U+E000..U+FFFF     EE..EF     80..BF      80..BF
U+10000..U+3FFFF   F0         *90..BF     80..BF     80..BF
U+40000..U+FFFFF   F1..F3     80..BF      80..BF     80..BF
U+100000..U+10FFFF F4         80..*8F     80..BF     80..BF

Comment 7 Jacob Lifshay 2022-03-30 16:22:19 BST

(In reply to Luke Kenneth Casson Leighton from comment #4)
> this is about as bad as it gets:
> https://github.com/rusticstuff/simdutf8/blob/main/src/implementation/x86/
> avx2.rs
> 
> hopelessly unreadable,

that's cuz you're reading the isa abstraction layer, not the core algorithm. the algorithm is here:
https://github.com/rusticstuff/simdutf8/blob/main/src/implementation/algorithm.rs

Comment 8 Jacob Lifshay 2022-03-30 16:32:47 BST

(In reply to Jacob Lifshay from comment #7)
> that's cuz you're reading the isa abstraction layer, not the core algorithm.
> the algorithm is here:
> https://github.com/rusticstuff/simdutf8/blob/main/src/implementation/
> algorithm.rs

the papers describing the algorithms:

https://github.com/simdjson/simdjson#about-simdjson
links from above link:
* enjoy reading our paper
https://arxiv.org/abs/1902.08318
* Parsing Gigabytes of JSON per Second
https://arxiv.org/abs/1902.08318
* Validating UTF-8 In Less Than One Instruction Per Byte
https://arxiv.org/abs/2010.03090
* blog post providing some background and context
https://branchfree.org/2019/02/25/paper-parsing-gigabytes-of-json-per-second/
* simdjson at QCon San Francisco 2019
http://www.youtube.com/watch?v=wlvKAT7SZIQ

Comment 9 Luke Kenneth Casson Leighton 2022-03-30 17:25:21 BST

still unintelligable at an algorithmic level due to this:

                      idx += SIMD_CHUNK_SIZE

no explanations at all:

                let byte_1_low = prev1.and(SimdU8Value::splat(0x0F)).lookup_16(
                    CARRY | OVERLONG_3 | OVERLONG_2 | OVERLONG_4,
                    CARRY | OVERLONG_2,

and there's zero code comments.

the very attempt to include lookup tables and to perform SIMD-ification
is precisely what makes this code 100% hostile.  no comments just buries
what is already dead another 6ft under :)

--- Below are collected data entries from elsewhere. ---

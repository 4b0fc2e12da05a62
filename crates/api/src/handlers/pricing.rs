//! Handlers for price resolution, quoting, and the pricing admin surface.

use axum::extract::{Path, Query, State};
use axum::response::IntoResponse;
use axum::Json;
use centime_core::error::CoreError;
use centime_core::pricing::cost_cents;
use centime_core::types::DbId;
use centime_db::models::pricing::{CreatePricingEntry, UpdatePricingEntry};
use centime_db::repositories::PricingRepo;
use chrono::Utc;
use serde::Serialize;

use crate::error::{AppError, AppResult};
use crate::middleware::identity::{Identity, RequireAdmin};
use crate::query::PriceLookupParams;
use crate::response::DataResponse;
use crate::state::AppState;

/// A priced usage pair, reproducible from the referenced entry.
#[derive(Debug, Serialize)]
pub struct Quote {
    pub provider: String,
    pub model: String,
    pub currency: String,
    pub tokens_in: i64,
    pub tokens_out: i64,
    pub cost_cents: i64,
    pub pricing_entry_id: DbId,
}

/// GET /pricing/resolve
///
/// The pricing entry whose window contains the requested instant
/// (default: now). Any authenticated caller.
pub async fn resolve(
    State(state): State<AppState>,
    _caller: Identity,
    Query(params): Query<PriceLookupParams>,
) -> AppResult<impl IntoResponse> {
    let at = params.at.unwrap_or_else(Utc::now);
    let entry = PricingRepo::resolve(
        &state.pool,
        &params.provider,
        &params.model,
        &params.currency,
        at,
    )
    .await?;
    Ok(Json(DataResponse { data: entry }))
}

/// GET /pricing/quote
///
/// Deterministic cost for a token usage pair; what the generation
/// pipeline uses to stamp fiat amounts on settlements.
pub async fn quote(
    State(state): State<AppState>,
    _caller: Identity,
    Query(params): Query<PriceLookupParams>,
) -> AppResult<impl IntoResponse> {
    let at = params.at.unwrap_or_else(Utc::now);
    let tokens_in = params.tokens_in.unwrap_or(0);
    let tokens_out = params.tokens_out.unwrap_or(0);
    if tokens_in < 0 || tokens_out < 0 {
        return Err(AppError::BadRequest("Token counts must not be negative".into()));
    }

    let entry = PricingRepo::resolve(
        &state.pool,
        &params.provider,
        &params.model,
        &params.currency,
        at,
    )
    .await?;

    let quote = Quote {
        provider: entry.provider.clone(),
        model: entry.model.clone(),
        currency: entry.currency.clone(),
        tokens_in,
        tokens_out,
        cost_cents: cost_cents(tokens_in, tokens_out, entry.unit_price()),
        pricing_entry_id: entry.id,
    };
    Ok(Json(DataResponse { data: quote }))
}

/// GET /admin/pricing
///
/// All entries, grouped by tuple. Admin only.
pub async fn list_entries(
    State(state): State<AppState>,
    RequireAdmin(_caller): RequireAdmin,
) -> AppResult<impl IntoResponse> {
    let entries = PricingRepo::list_all(&state.pool).await?;
    Ok(Json(DataResponse { data: entries }))
}

/// POST /admin/pricing
///
/// Create an entry; overlapping windows are rejected with the conflicting
/// entry's id. Admin only.
pub async fn create_entry(
    State(state): State<AppState>,
    RequireAdmin(_caller): RequireAdmin,
    Json(input): Json<CreatePricingEntry>,
) -> AppResult<impl IntoResponse> {
    let entry = PricingRepo::create(&state.pool, &input).await?;
    tracing::info!(
        provider = %entry.provider,
        model = %entry.model,
        currency = %entry.currency,
        entry_id = entry.id,
        "Pricing entry created"
    );
    Ok(Json(DataResponse { data: entry }))
}

/// PUT /admin/pricing/{id}
///
/// Update prices or move the window (re-checked for overlap). Admin only.
pub async fn update_entry(
    State(state): State<AppState>,
    RequireAdmin(_caller): RequireAdmin,
    Path(id): Path<DbId>,
    Json(input): Json<UpdatePricingEntry>,
) -> AppResult<impl IntoResponse> {
    let entry = PricingRepo::update(&state.pool, id, &input)
        .await?
        .ok_or(AppError::Core(CoreError::NotFound {
            entity: "pricing entry",
            id,
        }))?;
    Ok(Json(DataResponse { data: entry }))
}

/// POST /admin/pricing/{id}/retire
///
/// Close the entry's window at now; idempotent. Admin only.
pub async fn retire_entry(
    State(state): State<AppState>,
    RequireAdmin(_caller): RequireAdmin,
    Path(id): Path<DbId>,
) -> AppResult<impl IntoResponse> {
    let entry = PricingRepo::retire(&state.pool, id)
        .await?
        .ok_or(AppError::Core(CoreError::NotFound {
            entity: "pricing entry",
            id,
        }))?;
    Ok(Json(DataResponse { data: entry }))
}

i have some ideas floating around but until appropriate *scalar* non-optimised
*simple* implementations are found i cannot nail those ideas down.

i expect finding such implementations to be just as hard as for DCT because
"why would you bother, like, y'know, that's so slow ya wasting time, man"

i need to understand the *principle* behind utf8, and when doing REMAP
it needs the *REMAP* system to perform the looping, not the "concept
called packed SIMD where you throw SIMD_CHUNK_SIZEs of data at a wall
and hope for the best".

anything that uses Packed SIMD catastrophically interferes with REMAP, and
with Data-Dependent FailFirst and Predicate-Result Modes.

just like how strncpy in RVV with fail-first LDST is only 13 assembler
instructions but when using Power ISA Packed SIMD it requires 240.

Comment 10 Luke Kenneth Casson Leighton 2022-03-30 17:34:10 BST

(In reply to Jacob Lifshay from comment #8)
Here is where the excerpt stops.